** THE TASK **
What is the number of lines in this data that contain the word "Capricorn"? Give the number alone.

** DATA EXCERPTS **
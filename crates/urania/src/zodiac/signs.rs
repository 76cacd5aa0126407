//! Sign lookup for the two zodiac frames.
//!
//! The tropical zodiac is twelve uniform 30 degree signs. The sidereal
//! zodiac follows the constellation boundaries, so its thirteen arcs have
//! uneven widths and Ophiuchus sits between Scorpio and Sagittarius.

use crate::geometry::normalize_degrees;
use serde::{Deserialize, Serialize};

#[derive(Debug, Clone, Copy, PartialEq, Eq, Hash, Serialize, Deserialize)]
#[serde(rename_all = "lowercase")]
pub enum Element {
    Fire,
    Earth,
    Air,
    Water,
}

impl Element {
    pub const ALL: [Element; 4] = [Element::Fire, Element::Earth, Element::Air, Element::Water];

    pub fn name(self) -> &'static str {
        match self {
            Element::Fire => "Fire",
            Element::Earth => "Earth",
            Element::Air => "Air",
            Element::Water => "Water",
        }
    }
}

#[derive(Debug, Clone, Copy, PartialEq, Eq, Hash, Serialize, Deserialize)]
#[serde(rename_all = "lowercase")]
pub enum Modality {
    Cardinal,
    Fixed,
    Mutable,
}

impl Modality {
    pub const ALL: [Modality; 3] = [Modality::Cardinal, Modality::Fixed, Modality::Mutable];

    pub fn name(self) -> &'static str {
        match self {
            Modality::Cardinal => "Cardinal",
            Modality::Fixed => "Fixed",
            Modality::Mutable => "Mutable",
        }
    }
}

#[derive(Debug, Clone, Copy, PartialEq, Eq, Hash, PartialOrd, Ord, Serialize, Deserialize)]
#[serde(rename_all = "lowercase")]
pub enum TropicalSign {
    Aries,
    Taurus,
    Gemini,
    Cancer,
    Leo,
    Virgo,
    Libra,
    Scorpio,
    Sagittarius,
    Capricorn,
    Aquarius,
    Pisces,
}

impl TropicalSign {
    pub const ALL: [TropicalSign; 12] = [
        TropicalSign::Aries,
        TropicalSign::Taurus,
        TropicalSign::Gemini,
        TropicalSign::Cancer,
        TropicalSign::Leo,
        TropicalSign::Virgo,
        TropicalSign::Libra,
        TropicalSign::Scorpio,
        TropicalSign::Sagittarius,
        TropicalSign::Capricorn,
        TropicalSign::Aquarius,
        TropicalSign::Pisces,
    ];

    /// Sign containing the longitude: `floor(longitude / 30)`.
    pub fn from_longitude(longitude: f64) -> Self {
        let index = (normalize_degrees(longitude) / 30.0).floor() as usize;
        Self::ALL[index % 12]
    }

    pub fn index(self) -> usize {
        self as usize
    }

    pub fn start(self) -> f64 {
        self.index() as f64 * 30.0
    }

    pub fn name(self) -> &'static str {
        match self {
            TropicalSign::Aries => "Aries",
            TropicalSign::Taurus => "Taurus",
            TropicalSign::Gemini => "Gemini",
            TropicalSign::Cancer => "Cancer",
            TropicalSign::Leo => "Leo",
            TropicalSign::Virgo => "Virgo",
            TropicalSign::Libra => "Libra",
            TropicalSign::Scorpio => "Scorpio",
            TropicalSign::Sagittarius => "Sagittarius",
            TropicalSign::Capricorn => "Capricorn",
            TropicalSign::Aquarius => "Aquarius",
            TropicalSign::Pisces => "Pisces",
        }
    }

    pub fn element(self) -> Element {
        match self.index() % 4 {
            0 => Element::Fire,
            1 => Element::Earth,
            2 => Element::Air,
            _ => Element::Water,
        }
    }

    pub fn modality(self) -> Modality {
        match self.index() % 3 {
            0 => Modality::Cardinal,
            1 => Modality::Fixed,
            _ => Modality::Mutable,
        }
    }
}

#[derive(Debug, Clone, Copy, PartialEq, Eq, Hash, PartialOrd, Ord, Serialize, Deserialize)]
#[serde(rename_all = "lowercase")]
pub enum SiderealSign {
    Aries,
    Taurus,
    Gemini,
    Cancer,
    Leo,
    Virgo,
    Libra,
    Scorpio,
    Ophiuchus,
    Sagittarius,
    Capricorn,
    Aquarius,
    Pisces,
}

/// One sidereal sign's half-open span `[start, end)`
#[derive(Debug, Clone, Copy, PartialEq, Serialize, Deserialize)]
pub struct SignArc {
    pub sign: SiderealSign,
    pub start: f64,
    pub end: f64,
}

impl SignArc {
    pub fn contains(&self, longitude: f64) -> bool {
        self.start <= longitude && longitude < self.end
    }

    pub fn width(&self) -> f64 {
        self.end - self.start
    }
}

/// Sidereal sign arcs. Consecutive arcs share boundaries and together tile
/// [0, 360).
pub const SIDEREAL_ARCS: [SignArc; 13] = [
    SignArc { sign: SiderealSign::Aries, start: 0.0, end: 24.4 },
    SignArc { sign: SiderealSign::Taurus, start: 24.4, end: 61.3 },
    SignArc { sign: SiderealSign::Gemini, start: 61.3, end: 89.2 },
    SignArc { sign: SiderealSign::Cancer, start: 89.2, end: 109.1 },
    SignArc { sign: SiderealSign::Leo, start: 109.1, end: 145.1 },
    SignArc { sign: SiderealSign::Virgo, start: 145.1, end: 188.9 },
    SignArc { sign: SiderealSign::Libra, start: 188.9, end: 211.9 },
    SignArc { sign: SiderealSign::Scorpio, start: 211.9, end: 218.6 },
    SignArc { sign: SiderealSign::Ophiuchus, start: 218.6, end: 237.2 },
    SignArc { sign: SiderealSign::Sagittarius, start: 237.2, end: 270.6 },
    SignArc { sign: SiderealSign::Capricorn, start: 270.6, end: 298.8 },
    SignArc { sign: SiderealSign::Aquarius, start: 298.8, end: 322.5 },
    SignArc { sign: SiderealSign::Pisces, start: 322.5, end: 360.0 },
];

/// Arc containing a sidereal longitude.
pub fn sidereal_arc(longitude: f64) -> &'static SignArc {
    let lon = normalize_degrees(longitude);
    SIDEREAL_ARCS
        .iter()
        .find(|arc| arc.contains(lon))
        // Only reachable for NaN input
        .unwrap_or(&SIDEREAL_ARCS[0])
}

impl SiderealSign {
    pub const ALL: [SiderealSign; 13] = [
        SiderealSign::Aries,
        SiderealSign::Taurus,
        SiderealSign::Gemini,
        SiderealSign::Cancer,
        SiderealSign::Leo,
        SiderealSign::Virgo,
        SiderealSign::Libra,
        SiderealSign::Scorpio,
        SiderealSign::Ophiuchus,
        SiderealSign::Sagittarius,
        SiderealSign::Capricorn,
        SiderealSign::Aquarius,
        SiderealSign::Pisces,
    ];

    pub fn from_longitude(longitude: f64) -> Self {
        sidereal_arc(longitude).sign
    }

    pub fn arc(self) -> &'static SignArc {
        &SIDEREAL_ARCS[self as usize]
    }

    pub fn name(self) -> &'static str {
        match self {
            SiderealSign::Ophiuchus => "Ophiuchus",
            other => other.classical().map(TropicalSign::name).unwrap_or("Ophiuchus"),
        }
    }

    /// The twelve-sign counterpart; Ophiuchus has none.
    pub fn classical(self) -> Option<TropicalSign> {
        match self {
            SiderealSign::Aries => Some(TropicalSign::Aries),
            SiderealSign::Taurus => Some(TropicalSign::Taurus),
            SiderealSign::Gemini => Some(TropicalSign::Gemini),
            SiderealSign::Cancer => Some(TropicalSign::Cancer),
            SiderealSign::Leo => Some(TropicalSign::Leo),
            SiderealSign::Virgo => Some(TropicalSign::Virgo),
            SiderealSign::Libra => Some(TropicalSign::Libra),
            SiderealSign::Scorpio => Some(TropicalSign::Scorpio),
            SiderealSign::Ophiuchus => None,
            SiderealSign::Sagittarius => Some(TropicalSign::Sagittarius),
            SiderealSign::Capricorn => Some(TropicalSign::Capricorn),
            SiderealSign::Aquarius => Some(TropicalSign::Aquarius),
            SiderealSign::Pisces => Some(TropicalSign::Pisces),
        }
    }

    pub fn element(self) -> Element {
        self.classical().map(TropicalSign::element).unwrap_or(Element::Water)
    }

    pub fn modality(self) -> Modality {
        self.classical().map(TropicalSign::modality).unwrap_or(Modality::Fixed)
    }
}

/// Which zodiac a longitude is expressed in
#[derive(Debug, Clone, Copy, PartialEq, Eq, Hash, Serialize, Deserialize)]
#[serde(rename_all = "lowercase")]
pub enum ZodiacFrame {
    Tropical,
    Sidereal,
}

/// A sign in either frame
#[derive(Debug, Clone, Copy, PartialEq, Eq, Hash, Serialize, Deserialize)]
#[serde(tag = "frame", content = "sign", rename_all = "lowercase")]
pub enum ZodiacSign {
    Tropical(TropicalSign),
    Sidereal(SiderealSign),
}

impl ZodiacSign {
    pub fn name(self) -> &'static str {
        match self {
            ZodiacSign::Tropical(sign) => sign.name(),
            ZodiacSign::Sidereal(sign) => sign.name(),
        }
    }

    pub fn element(self) -> Element {
        match self {
            ZodiacSign::Tropical(sign) => sign.element(),
            ZodiacSign::Sidereal(sign) => sign.element(),
        }
    }

    pub fn modality(self) -> Modality {
        match self {
            ZodiacSign::Tropical(sign) => sign.modality(),
            ZodiacSign::Sidereal(sign) => sign.modality(),
        }
    }
}

impl ZodiacFrame {
    /// Signs of this frame in zodiac order.
    pub fn signs(self) -> Vec<ZodiacSign> {
        match self {
            ZodiacFrame::Tropical => TropicalSign::ALL.into_iter().map(ZodiacSign::Tropical).collect(),
            ZodiacFrame::Sidereal => SiderealSign::ALL.into_iter().map(ZodiacSign::Sidereal).collect(),
        }
    }

    pub fn sign_of(self, longitude: f64) -> ZodiacSign {
        match self {
            ZodiacFrame::Tropical => ZodiacSign::Tropical(TropicalSign::from_longitude(longitude)),
            ZodiacFrame::Sidereal => ZodiacSign::Sidereal(SiderealSign::from_longitude(longitude)),
        }
    }

    /// Degrees past the start of the sign holding `longitude`.
    pub fn degrees_in_sign(self, longitude: f64) -> f64 {
        let lon = normalize_degrees(longitude);
        match self {
            ZodiacFrame::Tropical => lon - TropicalSign::from_longitude(lon).start(),
            ZodiacFrame::Sidereal => lon - sidereal_arc(lon).start,
        }
    }

    /// Width of the sign holding `longitude`, degrees.
    pub fn sign_width(self, longitude: f64) -> f64 {
        match self {
            ZodiacFrame::Tropical => 30.0,
            ZodiacFrame::Sidereal => sidereal_arc(longitude).width(),
        }
    }

    /// Percentage of the sign already traversed, in [0, 100).
    pub fn sign_percentage(self, longitude: f64) -> f64 {
        self.degrees_in_sign(longitude) / self.sign_width(longitude) * 100.0
    }
}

** ANSWER TO THE PROBLEM **
7